There is a reason that W. Carlson, Amazon Customer Reviewer, said "After Last Season may be the best movie ever made." I'm just not quite sure what it is.
Mark Region's After Last Season is the filmic equivalent of the awkward conversations so pressed for material that you begin to make sounds, hoping that these sounds will come together as words, that the words might form a sentence, and that this sentence might be remotely interesting. Usually, they are not. Usually, they trail off until you close the statement with some arbitrary "yeah, so..." And this is exactly how After Last Season finds its end. This being said, the adventure that takes place in this unguided piece of cinematic glory was well worth free admission and seven free beers I put myself through during the secret "non-screening" of the film I participated in last night. Supposedly, the film is not allowed any screenings, previous theatres had to destroy their copies, and the special effects on the film cost five million dollars. This is a context that really needs to be considered while watching this film. Five million dollars.

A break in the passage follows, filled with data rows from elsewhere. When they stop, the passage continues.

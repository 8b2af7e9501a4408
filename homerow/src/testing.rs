//! Test doubles and a fluent harness for driving a [`Controller`] without real devices.
//!
//! ```ignore
//! use homerow::{testing::DriverCall, Controller};
//!
//! let mut h = Controller::test();
//! h.press("alt").press("l");
//! h.clear_calls();
//! h.tick();
//! assert_eq!(h.calls(), vec![DriverCall::MoveRelative { dx: 2, dy: 0 }]);
//! ```

use crate::{
    action::Button,
    binding::BindingTable,
    config::Settings,
    controller::{Controller, Disposition, Feed, Scheduling, Snapshot, TickOutcome},
    driver::{DriverError, PointerDriver},
    engine::EngineState,
    geometry::{Position, ScreenSize},
    grab::{GrabError, GrabReport, KeyGrab},
    key::{KeyEvent, KeyToken},
};
use parking_lot::Mutex;
use rustc_hash::FxHashSet;
use std::{collections::VecDeque, sync::Arc};

/// A call made on a [`RecordingDriver`].
#[derive(Debug, Clone, Copy, PartialEq, Eq)]
pub enum DriverCall {
    MoveRelative { dx: i32, dy: i32 },
    MoveAbsolute(Position),
    Press(Button),
    Release(Button),
    Scroll(i32),
}

#[derive(Debug)]
struct Recorded {
    calls: Vec<DriverCall>,
    position: Position,
    screen: ScreenSize,
    queries: usize,
    failing: bool,
}

/// Shared view of everything a [`RecordingDriver`] was asked to do.
#[derive(Debug, Clone)]
pub struct DriverLog {
    inner: Arc<Mutex<Recorded>>,
}

impl DriverLog {
    pub fn calls(&self) -> Vec<DriverCall> {
        self.inner.lock().calls.clone()
    }

    pub fn clear(&self) {
        self.inner.lock().calls.clear();
    }

    /// The position the fake pointer is at. Relative and absolute moves update it.
    pub fn position(&self) -> Position {
        self.inner.lock().position
    }

    /// Moves the fake pointer behind the controller's back, as a physical mouse would.
    pub fn set_position(&self, position: Position) {
        self.inner.lock().position = position;
    }

    pub fn queries(&self) -> usize {
        self.inner.lock().queries
    }

    /// Makes every subsequent call fail after being recorded.
    pub fn set_failing(&self, failing: bool) {
        self.inner.lock().failing = failing;
    }
}

/// A [`PointerDriver`] that records calls instead of moving anything.
///
/// Starts at (500, 500) on a 1920x1080 screen.
#[derive(Debug)]
pub struct RecordingDriver {
    log: DriverLog,
}

impl RecordingDriver {
    pub fn with_log() -> (Self, DriverLog) {
        let log = DriverLog {
            inner: Arc::new(Mutex::new(Recorded {
                calls: Vec::new(),
                position: Position::new(500, 500),
                screen: ScreenSize::new(1920, 1080),
                queries: 0,
                failing: false,
            })),
        };
        (Self { log: log.clone() }, log)
    }

    fn record(&self, call: DriverCall) -> Result<(), DriverError> {
        let mut inner = self.log.inner.lock();
        inner.calls.push(call);
        match call {
            DriverCall::MoveRelative { dx, dy } => {
                inner.position = inner.screen.clamp(inner.position.offset(dx, dy));
            },
            DriverCall::MoveAbsolute(position) => {
                inner.position = inner.screen.clamp(position);
            },
            _ => {},
        }
        if inner.failing {
            return Err(DriverError::Unsupported {
                operation: "recording",
            });
        }
        Ok(())
    }
}

impl PointerDriver for RecordingDriver {
    fn name(&self) -> &'static str {
        "recording"
    }

    fn move_relative(&mut self, dx: i32, dy: i32) -> Result<(), DriverError> {
        self.record(DriverCall::MoveRelative { dx, dy })
    }

    fn move_absolute(&mut self, position: Position) -> Result<(), DriverError> {
        self.record(DriverCall::MoveAbsolute(position))
    }

    fn press(&mut self, button: Button) -> Result<(), DriverError> {
        self.record(DriverCall::Press(button))
    }

    fn release(&mut self, button: Button) -> Result<(), DriverError> {
        self.record(DriverCall::Release(button))
    }

    fn scroll(&mut self, ticks: i32) -> Result<(), DriverError> {
        self.record(DriverCall::Scroll(ticks))
    }

    fn query_position(&mut self) -> Result<Position, DriverError> {
        let mut inner = self.log.inner.lock();
        inner.queries += 1;
        if inner.failing {
            return Err(DriverError::Position {
                output: String::new(),
            });
        }
        Ok(inner.position)
    }

    fn screen_size(&mut self) -> ScreenSize {
        self.log.inner.lock().screen
    }
}

#[derive(Debug, Default)]
struct GrabState {
    active: bool,
    grabbed: Vec<KeyToken>,
    refused: FxHashSet<KeyToken>,
    pending: VecDeque<KeyEvent>,
    forwarded: Vec<KeyEvent>,
    grabs: usize,
    releases: usize,
}

/// Shared view of a [`FakeGrab`].
#[derive(Debug, Clone, Default)]
pub struct GrabLog {
    inner: Arc<Mutex<GrabState>>,
}

impl GrabLog {
    pub fn is_active(&self) -> bool {
        self.inner.lock().active
    }

    pub fn grabbed(&self) -> Vec<KeyToken> {
        self.inner.lock().grabbed.clone()
    }

    /// Makes future grabs fail for `token`, as if another program owned it.
    pub fn refuse(&self, token: KeyToken) {
        self.inner.lock().refused.insert(token);
    }

    /// Queues an event as if the grabbed device produced it.
    pub fn push(&self, event: KeyEvent) {
        self.inner.lock().pending.push_back(event);
    }

    pub fn forwarded(&self) -> Vec<KeyEvent> {
        self.inner.lock().forwarded.clone()
    }

    pub fn grabs(&self) -> usize {
        self.inner.lock().grabs
    }

    pub fn releases(&self) -> usize {
        self.inner.lock().releases
    }
}

/// A [`KeyGrab`] fed by hand through its [`GrabLog`]. Queued events are only delivered
/// while the grab is active.
#[derive(Debug)]
pub struct FakeGrab {
    log: GrabLog,
}

impl FakeGrab {
    pub fn with_log() -> (Self, GrabLog) {
        let log = GrabLog::default();
        (Self { log: log.clone() }, log)
    }
}

impl KeyGrab for FakeGrab {
    fn grab(&mut self, tokens: &[KeyToken]) -> GrabReport {
        let mut inner = self.log.inner.lock();
        let (failed, grabbed): (Vec<KeyToken>, Vec<KeyToken>) =
            tokens.iter().copied().partition(|token| inner.refused.contains(token));
        inner.active = true;
        inner.grabs += 1;
        inner.grabbed = grabbed.clone();
        GrabReport { grabbed, failed }
    }

    fn release(&mut self) -> Result<(), GrabError> {
        let mut inner = self.log.inner.lock();
        if inner.active {
            inner.active = false;
            inner.releases += 1;
            inner.grabbed.clear();
        }
        Ok(())
    }

    fn poll(&mut self) -> Option<KeyEvent> {
        let mut inner = self.log.inner.lock();
        if !inner.active {
            return None;
        }
        inner.pending.pop_front()
    }

    fn forward(&mut self, event: &KeyEvent) {
        self.log.inner.lock().forwarded.push(*event);
    }
}

fn token(key: &str) -> KeyToken {
    KeyToken::parse(key).unwrap_or_else(|| panic!("unknown key {key:?}"))
}

/// Drives a manually scheduled [`Controller`] wired to a [`RecordingDriver`] and a
/// [`FakeGrab`].
///
/// Smoothing is off by default so each move is a single [`DriverCall::MoveRelative`].
pub struct Harness {
    controller: Controller,
    driver: DriverLog,
    grab: GrabLog,
}

impl Harness {
    pub fn new() -> Self {
        Self::with_settings(Self::default_settings())
    }

    /// Default settings with smoothing disabled.
    pub fn default_settings() -> Settings {
        Settings {
            smooth_movement: false,
            ..Settings::default()
        }
    }

    pub fn with_settings(settings: Settings) -> Self {
        let bindings = settings
            .binding_table()
            .unwrap_or_else(|e| panic!("invalid test bindings: {e}"));
        Self::with_bindings(settings, bindings)
    }

    pub fn with_bindings(settings: Settings, bindings: BindingTable) -> Self {
        let (driver, driver_log) = RecordingDriver::with_log();
        let (grab, grab_log) = FakeGrab::with_log();
        let controller = Controller::new(
            settings,
            bindings,
            Box::new(driver),
            Box::new(grab),
            Scheduling::Manual,
        );
        Self {
            controller,
            driver: driver_log,
            grab: grab_log,
        }
    }

    pub fn controller(&self) -> &Controller {
        &self.controller
    }

    pub fn driver(&self) -> &DriverLog {
        &self.driver
    }

    pub fn grab(&self) -> &GrabLog {
        &self.grab
    }

    /// Presses `key` the way a keyboard would: grabbed keys go through the intercepted feed,
    /// everything else through the global feed.
    pub fn press(&mut self, key: &str) -> &mut Self {
        self.physical(KeyEvent::press(token(key)));
        self
    }

    pub fn release(&mut self, key: &str) -> &mut Self {
        self.physical(KeyEvent::release(token(key)));
        self
    }

    fn physical(&mut self, event: KeyEvent) {
        if self.grab.is_active() && self.grab.grabbed().contains(&event.token) {
            self.grab.push(event);
            self.pump();
        } else {
            self.key(event, Feed::Global);
        }
    }

    pub fn tap(&mut self, key: &str) -> &mut Self {
        self.press(key).release(key)
    }

    pub fn key(&mut self, event: KeyEvent, feed: Feed) -> Disposition {
        self.controller.handle_key(event, feed)
    }

    /// Queues `key` on the grabbed device. Nothing happens until [`Harness::pump`].
    pub fn intercept_press(&mut self, key: &str) -> &mut Self {
        self.grab.push(KeyEvent::press(token(key)));
        self
    }

    pub fn intercept_release(&mut self, key: &str) -> &mut Self {
        self.grab.push(KeyEvent::release(token(key)));
        self
    }

    /// Drains the intercepted feed. Returns the number of events handled.
    pub fn pump(&mut self) -> usize {
        let mut handled = 0;
        while self.controller.pump_intercepted() {
            handled += 1;
        }
        handled
    }

    pub fn tick(&mut self) -> TickOutcome {
        self.controller.tick()
    }

    pub fn ticks(&mut self, count: usize) -> Vec<TickOutcome> {
        (0..count).map(|_| self.controller.tick()).collect()
    }

    pub fn calls(&self) -> Vec<DriverCall> {
        self.driver.calls()
    }

    pub fn clear_calls(&mut self) -> &mut Self {
        self.driver.clear();
        self
    }

    pub fn snapshot(&self) -> Snapshot {
        self.controller.snapshot()
    }

    #[track_caller]
    pub fn assert_mode(&self, mouse_mode: bool) {
        assert_eq!(self.controller.mouse_mode(), mouse_mode, "mouse mode");
    }

    #[track_caller]
    pub fn assert_engine_running(&self, running: bool) {
        assert_eq!(
            self.snapshot().engine != EngineState::Stopped,
            running,
            "engine running"
        );
    }

    #[track_caller]
    pub fn assert_hold_count(&self, count: usize) {
        assert_eq!(self.snapshot().hold_count, count, "hold count");
    }
}

impl Default for Harness {
    fn default() -> Self {
        Self::new()
    }
}

impl Controller {
    /// A manually scheduled controller wired to test doubles.
    pub fn test() -> Harness {
        Harness::new()
    }
}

Essentially plotless, After Last Season contains a handful of unremarkable characters struggling towards some sort of narrative structure, but never quite getting there. A few half-developed murders are carried out by a Henry-Rollins-looking killer that is eventually stopped by a chair-throwing phantom during a psychological experiment involving chicklet-like microchips. Most of the film's screen time, however, is devoted to shots of furniture, exteriors of a paper-covered house, and arbitrary conversations between characters that only appear once. One gathers that these characters are medical students, that they are ambiguously located between "the city" and its suburbs, and that an FBI agent has early-onset Parkinson's. These details require a high level of attentiveness - and possibly repeat viewings - to catch. And it does not stop - unnecessary characters and arbitrary conversations are consistently introduced until the last frame. Region more or less gives a big "fuck you" to plot consistencies and any passable narrative.
The film exists in that space between conscious and unconscious, where silences last too long, images of essentially nothing are arbitrarily cut into nearly plotless scenes, and intentions are unclear - if there at all. After surviving all 93 minutes of After Last Season (we actually shook hands with strangers and congratulated eachother on not being one of the weak few that left early), I cannot confidently say anything about its intentions. Is it a joke? I really don't think so. Is it (intentionally) high art? I really don't think so. I cannot say why, but I do know that it is a masterpiece. All of its half-cocked twists and turns, trailing, monotonous dialogue, and slow-death floating images create a beautifully surreal, nauseating, skull-crushing, confusing, angering, sleepy cocktail of a film. After Last Season is horrible, but reaches a knee-cap breaking level of extraordinary. And so, Amazon Customer Reviewer W. Carlson, I'm going to have to agree with you on this one.